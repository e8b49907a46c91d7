use std::sync::Arc;

use atelier_api::app::app;
use atelier_api::config;
use atelier_api::database::PgStore;
use atelier_api::state::AppState;

#[tokio::main]
async fn main() {
    // Load .env if present so cargo run picks up DATABASE_URL, JWT_SECRET, etc.
    let _ = dotenvy::dotenv();

    tracing_subscriber::fmt::init();

    // Initialize configuration (this loads the config singleton)
    let config = config::config();
    tracing::info!("Starting Atelier API in {:?} mode", config.environment);

    let database_url = std::env::var("DATABASE_URL")
        .unwrap_or_else(|_| "postgres://localhost:5432/atelier".to_string());

    let store = match PgStore::connect(&database_url).await {
        Ok(store) => store,
        Err(e) => {
            tracing::error!("failed to connect to {}: {}", database_url, e);
            std::process::exit(1);
        }
    };

    if let Err(e) = store.ensure_schema().await {
        tracing::error!("failed to prepare database schema: {}", e);
        std::process::exit(1);
    }

    let state = AppState::new(Arc::new(store));
    let app = app(state);

    // Allow tests or deployments to override port via env
    let port = std::env::var("PORT")
        .ok()
        .and_then(|s| s.parse::<u16>().ok())
        .unwrap_or(config.server.port);

    let bind_addr = format!("0.0.0.0:{}", port);
    let listener = tokio::net::TcpListener::bind(&bind_addr)
        .await
        .unwrap_or_else(|e| panic!("failed to bind {}: {}", bind_addr, e));

    tracing::info!("Atelier API listening on http://{}", bind_addr);

    axum::serve(listener, app).await.expect("server");
}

_What is required_
Each of the records above is to be copied exactly.

_Answer section_
repository e8b49907a46c91d7
use std::sync::Arc;

use atelier_api::app::app;
use atelier_api::config;
use atelier_api::database::PgStore;
use atelier_api::state::AppState;

#[tokio::main]
async fn main() {
    // Load .env if present so cargo run picks up DATABASE_URL, JWT_SECRET, etc.
    let _ = dotenvy::dotenv();

    tracing_subscriber::fmt::init();

    // Initialize configuration (this loads the config singleton)
    let config = config::config();
    tracing::info!("Starting Atelier API in {:?} mode", config.environment);

    let database_url = std::env::var("DATABASE_URL")
        .unwrap_or_else(|_| "postgres://localhost:5432/atelier".to_string());

    let store = match PgStore::connect(&database_url).await {
        Ok(store) => store,
        Err(e) => {
            tracing::error!("failed to connect to {}: {}", database_url, e);
            std::process::exit(1);
        }
    };

    if let Err(e) = store.ensure_schema().await {
        tracing::error!("failed to prepare database schema: {}", e);
        std::process::exit(1);
    }

    let state = AppState::new(Arc::new(store));
    let app = app(state);

    // Allow tests or deployments to override port via env
    let port = std::env::var("PORT")
        .ok()
        .and_then(|s| s.parse::<u16>().ok())
        .unwrap_or(config.server.port);

    let bind_addr = format!("0.0.0.0:{}", port);
    let listener = tokio::net::TcpListener::bind(&bind_addr)
        .await
        .unwrap_or_else(|e| panic!("failed to bind {}: {}", bind_addr, e));

    tracing::info!("Atelier API listening on http://{}", bind_addr);

    axum::serve(listener, app).await.expect("server");
}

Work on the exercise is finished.